//! Tile placement on the medium
//!
//! The tiled block is centered inside the printable area. Sheets center on
//! both axes; rolls center across the roll only and start at the leading
//! edge of the run.

use crate::catalog::SheetTemplate;

use super::{GridPosition, PackingSolution, bounded_tiles};

/// Top-left corner of one tile, in document millimeters
#[derive(Debug, Clone, Copy, PartialEq)]
pub struct TilePlacement {
    pub position: GridPosition,
    pub x_mm: f64,
    pub y_mm: f64,
}

/// Offset of the tiled block from the printable origin.
pub fn centering_offset(solution: &PackingSolution, template: &SheetTemplate) -> (f64, f64) {
    let x_offset = (template.printable_width_mm - solution.block_width_mm()) / 2.0;
    let y_offset = if solution.roll.is_some() {
        0.0
    } else {
        (template.printable_height_mm - solution.block_height_mm()) / 2.0
    };
    (x_offset, y_offset)
}

/// Compute the position of every tile, row by row.
///
/// Each coordinate is `printable origin + centering offset + index × (item + spacing)`.
/// Infeasible solutions, and grids too large for one document, produce no tiles.
pub fn tile_placements(solution: &PackingSolution, template: &SheetTemplate) -> Vec<TilePlacement> {
    if !solution.is_feasible() {
        return Vec::new();
    }
    let Some(tiles) = bounded_tiles(solution.cols, solution.rows) else {
        return Vec::new();
    };

    let (x_offset, y_offset) = centering_offset(solution, template);
    let step_x = solution.item_width_mm + solution.spacing_mm;
    let step_y = solution.item_height_mm + solution.spacing_mm;
    let origin_x = template.printable_x_mm + x_offset;
    let origin_y = template.printable_y_mm + y_offset;

    let mut placements = Vec::with_capacity(tiles as usize);
    for row in 0..solution.rows {
        for col in 0..solution.cols {
            placements.push(TilePlacement {
                position: GridPosition::new(row, col),
                x_mm: origin_x + col as f64 * step_x,
                y_mm: origin_y + row as f64 * step_y,
            });
        }
    }
    placements
}

// =============================================================================
// Tests
// =============================================================================

#[cfg(test)]
mod tests {
    use super::*;
    use crate::layout::calculate_layout;
    use crate::types::{DemandSpec, ItemSpec, ProductionMode};

    #[test]
    fn test_sheet_block_is_centered_on_both_axes() {
        let solution = calculate_layout(
            &ItemSpec::new(8.0, 8.0),
            ProductionMode::Press,
            DemandSpec::Quantity(100),
            0.0,
        );
        let template = ProductionMode::Press.template();

        // Block: 3 × 80 + 2 × 2 = 244 wide, 5 × 80 + 4 × 2 = 408 tall
        let (x_offset, y_offset) = centering_offset(&solution, template);
        assert_eq!(x_offset, 28.0);
        assert_eq!(y_offset, 6.0);

        let tiles = tile_placements(&solution, template);
        assert_eq!(tiles.len(), 15);
        assert_eq!(tiles[0].x_mm, 43.0);
        assert_eq!(tiles[0].y_mm, 51.0);
        assert_eq!(tiles[1].x_mm, 125.0);
        assert_eq!(tiles[3].position, GridPosition::new(1, 0));
        assert_eq!(tiles[3].y_mm, 133.0);
    }

    #[test]
    fn test_roll_block_is_centered_across_only() {
        let solution = calculate_layout(
            &ItemSpec::new(4.0, 4.0),
            ProductionMode::DtfUv,
            DemandSpec::Quantity(100),
            5.0,
        );
        let template = ProductionMode::DtfUv.template();

        // Block: 13 × 40 + 12 × 5 = 580 wide, fills the roll exactly
        let (x_offset, y_offset) = centering_offset(&solution, template);
        assert_eq!(x_offset, 0.0);
        assert_eq!(y_offset, 0.0);

        let tiles = tile_placements(&solution, template);
        assert_eq!(tiles.len(), 104);
        assert_eq!(tiles[0].x_mm, 10.0);
        assert_eq!(tiles[0].y_mm, 0.0);
        assert_eq!(tiles[13].y_mm, 45.0);
    }

    #[test]
    fn test_infeasible_solution_has_no_tiles() {
        let solution = PackingSolution::infeasible(2.0);
        assert!(tile_placements(&solution, ProductionMode::Press.template()).is_empty());
    }

    #[test]
    fn test_placements_are_deterministic() {
        let solution = calculate_layout(
            &ItemSpec::new(3.3, 2.7),
            ProductionMode::Plotter,
            DemandSpec::Quantity(500),
            0.0,
        );
        let template = ProductionMode::Plotter.template();
        assert_eq!(
            tile_placements(&solution, template),
            tile_placements(&solution, template)
        );
    }
}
··········
Reproduce the data in full, exactly as presented.

• _Answer box_:
//! Tile placement on the medium
//!
//! The tiled block is centered inside the printable area. Sheets center on
//! both axes; rolls center across the roll only and start at the leading
//! edge of the run.

use crate::catalog::SheetTemplate;

use super::{GridPosition, PackingSolution, bounded_tiles};

/// Top-left corner of one tile, in document millimeters
#[derive(Debug, Clone, Copy, PartialEq)]
pub struct TilePlacement {
    pub position: GridPosition,
    pub x_mm: f64,
    pub y_mm: f64,
}

/// Offset of the tiled block from the printable origin.
pub fn centering_offset(solution: &PackingSolution, template: &SheetTemplate) -> (f64, f64) {
    let x_offset = (template.printable_width_mm - solution.block_width_mm()) / 2.0;
    let y_offset = if solution.roll.is_some() {
        0.0
    } else {
        (template.printable_height_mm - solution.block_height_mm()) / 2.0
    };
    (x_offset, y_offset)
}

/// Compute the position of every tile, row by row.
///
/// Each coordinate is `printable origin + centering offset + index × (item + spacing)`.
/// Infeasible solutions, and grids too large for one document, produce no tiles.
pub fn tile_placements(solution: &PackingSolution, template: &SheetTemplate) -> Vec<TilePlacement> {
    if !solution.is_feasible() {
        return Vec::new();
    }
    let Some(tiles) = bounded_tiles(solution.cols, solution.rows) else {
        return Vec::new();
    };

    let (x_offset, y_offset) = centering_offset(solution, template);
    let step_x = solution.item_width_mm + solution.spacing_mm;
    let step_y = solution.item_height_mm + solution.spacing_mm;
    let origin_x = template.printable_x_mm + x_offset;
    let origin_y = template.printable_y_mm + y_offset;

    let mut placements = Vec::with_capacity(tiles as usize);
    for row in 0..solution.rows {
        for col in 0..solution.cols {
            placements.push(TilePlacement {
                position: GridPosition::new(row, col),
                x_mm: origin_x + col as f64 * step_x,
                y_mm: origin_y + row as f64 * step_y,
            });
        }
    }
    placements
}

// =============================================================================
// Tests
// =============================================================================

#[cfg(test)]
mod tests {
    use super::*;
    use crate::layout::calculate_layout;
    use crate::types::{DemandSpec, ItemSpec, ProductionMode};

    #[test]
    fn test_sheet_block_is_centered_on_both_axes() {
        let solution = calculate_layout(
            &ItemSpec::new(8.0, 8.0),
            ProductionMode::Press,
            DemandSpec::Quantity(100),
            0.0,
        );
        let template = ProductionMode::Press.template();

        // Block: 3 × 80 + 2 × 2 = 244 wide, 5 × 80 + 4 × 2 = 408 tall
        let (x_offset, y_offset) = centering_offset(&solution, template);
        assert_eq!(x_offset, 28.0);
        assert_eq!(y_offset, 6.0);

        let tiles = tile_placements(&solution, template);
        assert_eq!(tiles.len(), 15);
        assert_eq!(tiles[0].x_mm, 43.0);
        assert_eq!(tiles[0].y_mm, 51.0);
        assert_eq!(tiles[1].x_mm, 125.0);
        assert_eq!(tiles[3].position, GridPosition::new(1, 0));
        assert_eq!(tiles[3].y_mm, 133.0);
    }

    #[test]
    fn test_roll_block_is_centered_across_only() {
        let solution = calculate_layout(
            &ItemSpec::new(4.0, 4.0),
            ProductionMode::DtfUv,
            DemandSpec::Quantity(100),
            5.0,
        );
        let template = ProductionMode::DtfUv.template();

        // Block: 13 × 40 + 12 × 5 = 580 wide, fills the roll exactly
        let (x_offset, y_offset) = centering_offset(&solution, template);
        assert_eq!(x_offset, 0.0);
        assert_eq!(y_offset, 0.0);

        let tiles = tile_placements(&solution, template);
        assert_eq!(tiles.len(), 104);
        assert_eq!(tiles[0].x_mm, 10.0);
        assert_eq!(tiles[0].y_mm, 0.0);
        assert_eq!(tiles[13].y_mm, 45.0);
    }

    #[test]
    fn test_infeasible_solution_has_no_tiles() {
        let solution = PackingSolution::infeasible(2.0);
        assert!(tile_placements(&solution, ProductionMode::Press.template()).is_empty());
    }

    #[test]
    fn test_placements_are_deterministic() {
        let solution = calculate_layout(
            &ItemSpec::new(3.3, 2.7),
            ProductionMode::Plotter,
            DemandSpec::Quantity(500),
            0.0,
        );
        let template = ProductionMode::Plotter.template();
        assert_eq!(
            tile_placements(&solution, template),
            tile_placements(&solution, template)
        );
    }
}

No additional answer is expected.